Clustering, or finding groups in data, is as old as machine learning itself. However, as more people use clustering in a variety of settings, the last few years we have brought unprecedented developments in this field.

This tutorial will survey the most important clustering methods in use today from a unifying perspective, and will then present some of the current paradigms shifts in data clustering.

Sayan Mukherjee

Statistical Learning and Bayesian Inference and Topology

Keywords of the presentation: learning theory, Bayesian inference, toplogoical summaries, persistence homology

The research areas of statistical machine learning and Bayesian inference in the context of topological data analysis will be explained. We begin with an explanation of two foundational frameworks for inference: statistical machine leaning and Bayesian inference. We use a geometric problem, dimension reduction as the setting to provide a basis for these two frameworks.

We then describe the work in topological data analysis that falls under these settings.

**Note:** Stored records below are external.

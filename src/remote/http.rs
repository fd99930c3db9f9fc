//! Client for the itinera document server.
//!
//! Saves and fetches go over HTTP; subscriptions hold a WebSocket open to
//! `/trips/<id>/subscribe` and forward every pushed document, reconnecting
//! with backoff when the connection drops.

use futures::{Stream, StreamExt};
use serde_json::Value;
use std::sync::Arc;
use std::time::Duration;
use tokio_tungstenite::{
    connect_async,
    tungstenite::{Error as WsError, Message},
};

use super::subscription::{ChangeCallback, Listener, Subscription};
use super::{DocumentUpdate, RemoteDocuments, RemoteError};
use crate::models::{migrate_trip, Trip};

const RECONNECT_DELAY: Duration = Duration::from_millis(250);
const MAX_RECONNECT_DELAY: Duration = Duration::from_secs(5);

#[derive(Debug, Clone)]
pub struct HttpDocumentClient {
    server_url: String,
    http: reqwest::Client,
}

impl HttpDocumentClient {
    pub fn new(server_url: impl Into<String>) -> Self {
        let server_url = server_url.into().trim_end_matches('/').to_string();
        Self {
            server_url,
            http: reqwest::Client::new(),
        }
    }

    pub fn server_url(&self) -> &str {
        &self.server_url
    }

    /// Returns true if the server answers its health check.
    pub async fn check_server(&self) -> bool {
        let url = format!("{}/health", self.http_base());
        match self.http.get(&url).send().await {
            Ok(response) => response.status().is_success(),
            Err(_) => false,
        }
    }

    fn http_base(&self) -> String {
        if self.server_url.starts_with("ws://") {
            self.server_url.replacen("ws://", "http://", 1)
        } else if self.server_url.starts_with("wss://") {
            self.server_url.replacen("wss://", "https://", 1)
        } else if !self.server_url.starts_with("http://")
            && !self.server_url.starts_with("https://")
        {
            format!("http://{}", self.server_url)
        } else {
            self.server_url.clone()
        }
    }

    fn ws_base(&self) -> String {
        let http = self.http_base();
        if http.starts_with("https://") {
            http.replacen("https://", "wss://", 1)
        } else {
            http.replacen("http://", "ws://", 1)
        }
    }

    fn document_url(&self, trip_id: &str) -> String {
        format!(
            "{}/trips/{}",
            self.http_base(),
            urlencoding::encode(trip_id)
        )
    }

    fn subscribe_url(&self, trip_id: &str) -> String {
        format!(
            "{}/trips/{}/subscribe",
            self.ws_base(),
            urlencoding::encode(trip_id)
        )
    }

    async fn try_fetch(&self, trip_id: &str) -> Result<Option<Trip>, RemoteError> {
        let response = self
            .http
            .get(self.document_url(trip_id))
            .send()
            .await
            .map_err(|e| RemoteError::HttpError(e.to_string()))?;

        if response.status() == reqwest::StatusCode::NOT_FOUND {
            return Ok(None);
        }
        if !response.status().is_success() {
            return Err(RemoteError::StatusError(response.status().as_u16()));
        }

        let value: Value = response
            .json()
            .await
            .map_err(|e| RemoteError::HttpError(e.to_string()))?;
        migrate_trip(value)
            .map(Some)
            .map_err(|e| RemoteError::DecodeError(e.to_string()))
    }
}

impl RemoteDocuments for HttpDocumentClient {
    async fn save(&self, trip: &Trip) -> Result<(), RemoteError> {
        let response = self
            .http
            .put(self.document_url(&trip.id))
            .json(trip)
            .send()
            .await
            .map_err(|e| RemoteError::HttpError(e.to_string()))?;

        if !response.status().is_success() {
            return Err(RemoteError::StatusError(response.status().as_u16()));
        }
        Ok(())
    }

    async fn fetch(&self, trip_id: &str) -> Option<Trip> {
        match self.try_fetch(trip_id).await {
            Ok(trip) => trip,
            Err(e) => {
                tracing::warn!(trip_id, error = %e, "failed to fetch trip document");
                None
            }
        }
    }

    /// Must be called from within a Tokio runtime.
    fn subscribe(&self, trip_id: &str, on_change: ChangeCallback) -> Subscription {
        let listener = Listener::new(trip_id, on_change);
        let task = tokio::spawn(run_subscription(
            self.subscribe_url(trip_id),
            listener.clone(),
        ));
        Subscription::with_task(listener, task.abort_handle())
    }
}

/// Keeps a subscription connected until its listener is released.
///
/// Every connection starts with the server sending the current document, so
/// a reconnect re-delivers the latest value. A failed first connection
/// delivers `None` once; later failures keep the last delivered value.
async fn run_subscription(url: String, listener: Arc<Listener>) {
    let mut delay = RECONNECT_DELAY;
    let mut delivered = false;

    while listener.is_active() {
        match connect_async(url.as_str()).await {
            Ok((stream, _)) => {
                tracing::debug!(trip_id = %listener.trip_id(), "subscription connected");
                delay = RECONNECT_DELAY;
                if !forward_updates(stream, &listener, &mut delivered).await {
                    return;
                }
            }
            Err(e) => {
                let e = RemoteError::ConnectionError(e.to_string());
                tracing::warn!(trip_id = %listener.trip_id(), error = %e, "subscription failed");
                if !delivered {
                    if !listener.deliver(None) {
                        return;
                    }
                    delivered = true;
                }
            }
        }

        tracing::debug!(trip_id = %listener.trip_id(), ?delay, "reconnecting subscription");
        tokio::time::sleep(delay).await;
        delay = (delay * 2).min(MAX_RECONNECT_DELAY);
    }
}

/// Forwards pushed documents until the connection ends.
///
/// Returns false once the listener has been released.
async fn forward_updates<S>(mut stream: S, listener: &Listener, delivered: &mut bool) -> bool
where
    S: Stream<Item = Result<Message, WsError>> + Unpin,
{
    while let Some(message) = stream.next().await {
        match message {
            Ok(Message::Text(text)) => match parse_update(text.as_str()) {
                Ok(trip) => {
                    if !listener.deliver(trip) {
                        return false;
                    }
                    *delivered = true;
                }
                Err(e) => {
                    tracing::warn!(trip_id = %listener.trip_id(), error = %e, "ignoring bad update")
                }
            },
            Ok(Message::Close(_)) => break,
            Ok(_) => {}
            Err(e) => {
                tracing::warn!(trip_id = %listener.trip_id(), error = %e, "subscription dropped");
                break;
            }
        }
    }
    listener.is_active()
}

fn parse_update(text: &str) -> Result<Option<Trip>, RemoteError> {
    let update: DocumentUpdate<Value> =
        serde_json::from_str(text).map_err(|e| RemoteError::DecodeError(e.to_string()))?;

    match update.trip {
        None | Some(Value::Null) => Ok(None),
        Some(value) => migrate_trip(value)
            .map(Some)
            .map_err(|e| RemoteError::DecodeError(e.to_string())),
    }
}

This includes learning the topology of a manifold or stratified space and probabilistic modeling with persistence diagrams.

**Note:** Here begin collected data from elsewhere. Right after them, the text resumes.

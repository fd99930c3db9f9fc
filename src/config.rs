use serde::{Deserialize, Serialize};
use std::path::PathBuf;

use crate::suggest::{DEFAULT_ENDPOINT, DEFAULT_MODEL};

/// Source of a configuration value
#[derive(Debug, Clone, PartialEq, Serialize)]
#[serde(rename_all = "lowercase")]
pub enum ConfigSource {
    Default,
    File,
    Environment,
}

impl std::fmt::Display for ConfigSource {
    fn fmt(&self, f: &mut std::fmt::Formatter<'_>) -> std::fmt::Result {
        match self {
            ConfigSource::Default => write!(f, "default"),
            ConfigSource::File => write!(f, "file"),
            ConfigSource::Environment => write!(f, "environment"),
        }
    }
}

/// A configuration value with its source
#[derive(Debug, Clone, Serialize)]
pub struct ConfigValue<T> {
    pub value: T,
    pub source: ConfigSource,
}

impl<T> ConfigValue<T> {
    pub fn new(value: T, source: ConfigSource) -> Self {
        Self { value, source }
    }
}

/// Remote document server settings
#[derive(Debug, Clone, Serialize, Deserialize)]
pub struct RemoteConfig {
    /// Document server URL (e.g., "http://localhost:8080")
    #[serde(default = "RemoteConfig::default_server_url")]
    pub server_url: String,
}

impl RemoteConfig {
    fn default_server_url() -> String {
        "http://localhost:8080".to_string()
    }
}

impl Default for RemoteConfig {
    fn default() -> Self {
        Self {
            server_url: Self::default_server_url(),
        }
    }
}

/// Generation API settings
#[derive(Debug, Clone, Serialize, Deserialize)]
pub struct SuggestConfig {
    /// API key; suggestions are disabled when unset
    #[serde(default, skip_serializing)]
    pub api_key: Option<String>,
    #[serde(default = "SuggestConfig::default_model")]
    pub model: String,
    #[serde(default = "SuggestConfig::default_endpoint")]
    pub endpoint: String,
}

impl SuggestConfig {
    fn default_model() -> String {
        DEFAULT_MODEL.to_string()
    }

    fn default_endpoint() -> String {
        DEFAULT_ENDPOINT.to_string()
    }

    pub fn has_api_key(&self) -> bool {
        self.api_key.as_deref().is_some_and(|key| !key.is_empty())
    }
}

impl Default for SuggestConfig {
    fn default() -> Self {
        Self {
            api_key: None,
            model: Self::default_model(),
            endpoint: Self::default_endpoint(),
        }
    }
}

/// Application configuration with source tracking
#[derive(Debug, Clone, Serialize)]
pub struct Config {
    /// Directory holding the local trip store
    pub data_dir: ConfigValue<PathBuf>,
    /// App URL that share fragments are appended to
    pub share_base_url: ConfigValue<String>,
    /// Config file path used (if any)
    #[serde(skip_serializing_if = "Option::is_none")]
    pub config_file: Option<PathBuf>,
    pub remote: RemoteConfig,
    pub suggest: SuggestConfig,
}

/// Internal struct for deserializing config file
#[derive(Debug, Deserialize, Default)]
#[serde(default)]
struct ConfigFile {
    data_dir: Option<PathBuf>,
    share_base_url: Option<String>,
    remote: Option<RemoteConfig>,
    suggest: Option<SuggestConfig>,
}

impl Config {
    /// Load configuration with priority: env vars > config file > defaults
    pub fn load(config_path: Option<PathBuf>) -> Result<Self, ConfigError> {
        let mut data_dir = ConfigValue::new(Self::default_data_dir(), ConfigSource::Default);
        let mut share_base_url =
            ConfigValue::new(Self::default_share_base_url(), ConfigSource::Default);
        let mut config_file = None;
        let mut remote = RemoteConfig::default();
        let mut suggest = SuggestConfig::default();

        // Try to load from config file
        let path = config_path.unwrap_or_else(Self::default_config_path);
        if path.exists() {
            let contents = std::fs::read_to_string(&path)
                .map_err(|e| ConfigError::ReadError(path.clone(), e))?;
            let file_config: ConfigFile = serde_yaml::from_str(&contents)
                .map_err(|e| ConfigError::ParseError(path.clone(), e))?;

            config_file = Some(path.clone());

            if let Some(dir) = file_config.data_dir {
                // Resolve relative paths against config file's directory
                let resolved = if dir.is_relative() {
                    path.parent().map(|p| p.join(&dir)).unwrap_or(dir)
                } else {
                    dir
                };
                data_dir = ConfigValue::new(resolved, ConfigSource::File);
            }
            if let Some(url) = file_config.share_base_url {
                share_base_url = ConfigValue::new(url, ConfigSource::File);
            }
            if let Some(remote_config) = file_config.remote {
                remote = remote_config;
            }
            if let Some(suggest_config) = file_config.suggest {
                suggest = suggest_config;
            }
        }

        // Apply environment variable overrides
        if let Ok(dir) = std::env::var("ITINERA_DATA_DIR") {
            data_dir = ConfigValue::new(PathBuf::from(dir), ConfigSource::Environment);
        }
        if let Ok(url) = std::env::var("ITINERA_SHARE_BASE_URL") {
            share_base_url = ConfigValue::new(url, ConfigSource::Environment);
        }
        if let Ok(url) = std::env::var("ITINERA_SERVER_URL") {
            remote.server_url = url;
        }
        if let Ok(key) = std::env::var("ITINERA_API_KEY") {
            suggest.api_key = Some(key);
        }
        if let Ok(model) = std::env::var("ITINERA_SUGGEST_MODEL") {
            suggest.model = model;
        }

        Ok(Self {
            data_dir,
            share_base_url,
            config_file,
            remote,
            suggest,
        })
    }

    /// Default config directory (platform-specific):
    /// - Linux: ~/.config/itinera/
    /// - macOS: ~/Library/Application Support/itinera/
    /// - Windows: %APPDATA%/itinera/
    pub fn default_config_dir() -> PathBuf {
        dirs::config_dir()
            .unwrap_or_else(|| PathBuf::from("."))
            .join("itinera")
    }

    /// Default data directory (platform-specific):
    /// - Linux: ~/.local/share/itinera/
    /// - macOS: ~/Library/Application Support/itinera/
    /// - Windows: %APPDATA%/itinera/
    pub fn default_data_dir() -> PathBuf {
        dirs::data_dir()
            .unwrap_or_else(|| PathBuf::from("."))
            .join("itinera")
    }

    /// Default config file path (platform-specific config dir + config.yaml)
    pub fn default_config_path() -> PathBuf {
        Self::default_config_dir().join("config.yaml")
    }

    pub fn default_share_base_url() -> String {
        "http://localhost:5173/".to_string()
    }
}

#[derive(Debug)]
pub enum ConfigError {
    ReadError(PathBuf, std::io::Error),
    ParseError(PathBuf, serde_yaml::Error),
}

impl std::fmt::Display for ConfigError {
    fn fmt(&self, f: &mut std::fmt::Formatter<'_>) -> std::fmt::Result {
        match self {
            ConfigError::ReadError(path, e) => {
                write!(f, "Failed to read config file '{}': {}", path.display(), e)
            }
            ConfigError::ParseError(path, e) => {
                write!(f, "Failed to parse config file '{}': {}", path.display(), e)
            }
        }
    }
}

impl std::error::Error for ConfigError {}
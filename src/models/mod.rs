mod collection;
mod color;
mod day_plan;
pub mod ids;
mod item;
mod migration;
mod trip;

pub use collection::TripCollection;
pub use color::{color_for, PALETTE};
pub use day_plan::DayPlan;
pub use item::ItineraryItem;
pub use migration::{migrate_trip, migrate_value, MigrationError, TripRecord};
pub use trip::{date_range, Trip, TripError};
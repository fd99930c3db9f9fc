use clap::Args;

use itinera::config::Config;
use itinera::share::{encode, share_url};

use super::AppController;

/// Print a link that shares a trip
#[derive(Args)]
pub struct ShareCommand {
    /// Trip ID
    id: String,

    /// Embed a read-only copy in the link instead of publishing it
    #[arg(long)]
    snapshot: bool,
}

impl ShareCommand {
    pub async fn run(
        &self,
        controller: &AppController,
        config: &Config,
    ) -> Result<(), Box<dyn std::error::Error>> {
        let Some(trip) = controller.trips().get(&self.id) else {
            return Err(format!("Trip not found: {}", self.id).into());
        };

        let token = if self.snapshot {
            encode(trip)?
        } else {
            controller.publish(&trip.id).await?;
            trip.id.clone()
        };

        println!("{}", share_url(&config.share_base_url.value, &token));
        Ok(())
    }
}
//! Local persistence of the trip collection.

mod error;
mod kv;
mod trips;

pub use error::StoreError;
pub use kv::{FileKeyValueStore, KeyValueStore, MemoryKeyValueStore};
pub use trips::{TripStore, TRIPS_KEY};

We will also discuss the problem of manifold learning and the centrality of the Laplace-Beltrami operator. We will discuss generalizations of this problem that utilize the combinatorial Laplacian (Hodge operator) and the relation of this to clustering and random walks.

Alessandro Rinaldo

Statistical Inference for Topological Data Analysis

Keywords of the presentation: topological data analysis, statistical inference, minimality

Recent advances in computational geometry and computational topology have made it possible to compute topological invariants of sets and functions from sample points. These types of data summaries provide new tools for preprocessing, summarizing and visualizing complex and even high dimensional data. As a result, the number and the variety of applications of topological data-analytic methods have been growing rapidly. Despite such increase in popularity, the statistical properties and effectiveness of the methodologies of topological data analysis, as well as their potential for offering novel tools for statistical inference, remain largely unexplored.

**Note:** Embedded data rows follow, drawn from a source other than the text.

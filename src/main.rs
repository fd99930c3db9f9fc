use clap::{Parser, Subcommand};
use std::path::PathBuf;
use tracing_subscriber::{layer::SubscriberExt, util::SubscriberInitExt};

mod commands;

use commands::{
    ConfigCommand, ItemCommand, OpenCommand, ShareCommand, SuggestCommand, TripCommand,
};
use itinera::config::Config;

#[derive(Parser)]
#[command(name = "itinera")]
#[command(version)]
#[command(about = "Plan trips day by day and share them", long_about = None)]
struct Cli {
    /// Path to config file
    #[arg(long, short, global = true)]
    config: Option<PathBuf>,

    #[command(subcommand)]
    command: Option<Commands>,
}

#[derive(Subcommand)]
enum Commands {
    /// Manage trips
    Trip(TripCommand),

    /// Manage the activities of a trip's days
    Item(ItemCommand),

    /// Get activity ideas for a trip
    Suggest(SuggestCommand),

    /// Print a share link for a trip
    Share(ShareCommand),

    /// Open a share link
    Open(OpenCommand),

    /// Manage configuration
    Config(ConfigCommand),
}

#[tokio::main]
async fn main() {
    tracing_subscriber::registry()
        .with(
            tracing_subscriber::EnvFilter::try_from_default_env()
                .unwrap_or_else(|_| "itinera=info".into()),
        )
        .with(tracing_subscriber::fmt::layer().with_writer(std::io::stderr))
        .init();

    if let Err(e) = run().await {
        eprintln!("Error: {}", e);
        std::process::exit(1);
    }
}

async fn run() -> Result<(), Box<dyn std::error::Error>> {
    let cli = Cli::parse();

    // Load configuration
    let config = Config::load(cli.config)?;

    match cli.command {
        Some(Commands::Trip(cmd)) => {
            let mut controller = commands::controller(&config);
            cmd.run(&mut controller).await?;
        }
        Some(Commands::Item(cmd)) => {
            let mut controller = commands::controller(&config);
            cmd.run(&mut controller).await?;
        }
        Some(Commands::Suggest(cmd)) => {
            let mut controller = commands::controller(&config);
            cmd.run(&mut controller, &config).await?;
        }
        Some(Commands::Share(cmd)) => {
            let controller = commands::controller(&config);
            cmd.run(&controller, &config).await?;
        }
        Some(Commands::Open(cmd)) => {
            let mut controller = commands::controller(&config);
            cmd.run(&mut controller).await?;
        }
        Some(Commands::Config(cmd)) => {
            cmd.run(&config)?;
        }
        None => {
            println!("Use --help to see available commands");
        }
    }

    Ok(())
}
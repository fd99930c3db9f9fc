//! The `#/share/<token>` fragment protocol.

/// Fragment prefix marking a shared trip.
pub const SHARE_PREFIX: &str = "#/share/";

/// Identifiers longer than this are treated as snapshot blobs.
const MAX_IDENTIFIER_LEN: usize = 64;

/// Base64 of the zlib header every snapshot blob starts with.
const SNAPSHOT_SIGNATURE: &str = "eJ";

/// What a share fragment points at.
#[derive(Debug, Clone, PartialEq, Eq)]
pub enum ShareToken {
    /// Id of a trip document held by the remote document service.
    Remote(String),
    /// A self-contained compressed trip (see [`crate::share::codec`]).
    Snapshot(String),
}

impl ShareToken {
    /// Classifies a raw token taken from a fragment.
    pub fn classify(token: &str) -> Self {
        if token.len() > MAX_IDENTIFIER_LEN || token.starts_with(SNAPSHOT_SIGNATURE) {
            ShareToken::Snapshot(token.to_string())
        } else {
            ShareToken::Remote(token.to_string())
        }
    }

    pub fn as_str(&self) -> &str {
        match self {
            ShareToken::Remote(token) | ShareToken::Snapshot(token) => token,
        }
    }
}

/// Extracts the share token from a fragment or a full URL.
///
/// The fragment (from the first `#`) must start with [`SHARE_PREFIX`].
/// Returns `None` when the input is not a share route.
pub fn parse_fragment(input: &str) -> Option<ShareToken> {
    let fragment = &input[input.find('#')?..];
    let raw = fragment
        .strip_prefix(SHARE_PREFIX)?
        .trim()
        .trim_end_matches('/');
    if raw.is_empty() {
        return None;
    }

    let token = urlencoding::decode(raw)
        .map(|t| t.into_owned())
        .unwrap_or_else(|_| raw.to_string());
    Some(ShareToken::classify(&token))
}

/// Builds the fragment for a token.
pub fn share_fragment(token: &str) -> String {
    format!("{}{}", SHARE_PREFIX, urlencoding::encode(token))
}

/// Builds a full share URL from the app's base URL and a token.
pub fn share_url(base_url: &str, token: &str) -> String {
    let base = base_url.split('#').next().unwrap_or(base_url);
    format!("{}{}", base, share_fragment(token))
}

This tutorial will provide a broad overview of frequentist statistical inference for researchers with background in algebraic topology and computational geometry. I will first describe the key inferential tasks of parameter estimation, hypothesis testing and uncertainty assessment by confidence sets. I will then cover more advanced topics in statistical inference, such as minimality and nonparametric statistics. Throughout the tutorial I will rely as much as possible on examples that are directly relevant to topological data analysis.

Jonathan Taylor

Topological Inference in fMRI / Dimension Reduction

Keywords of the presentation: random fields, fMRI, dimension reduction

In the first lecture, we will provide an overview of the various ways that topological information is used in signal detection problems in functional MRI (fMRI) and other imaging applications. The principal tool used involves computing the expected number of critical points of various types of a smooth random field under some predetermined null hypothesis. We will describe roughly how some of these calculations can be carried out using the so-called Gaussian Kinematic Formula.

In the second lecture, we will describe some typical dimension reduction tools used in statistics and machine learning. Not surprisingly, many of these techniques build on the SVD of some data-matrix. Topics covered will include (generalized) PCA, sparse PCA, some ICA and, time permitting, matrix completion.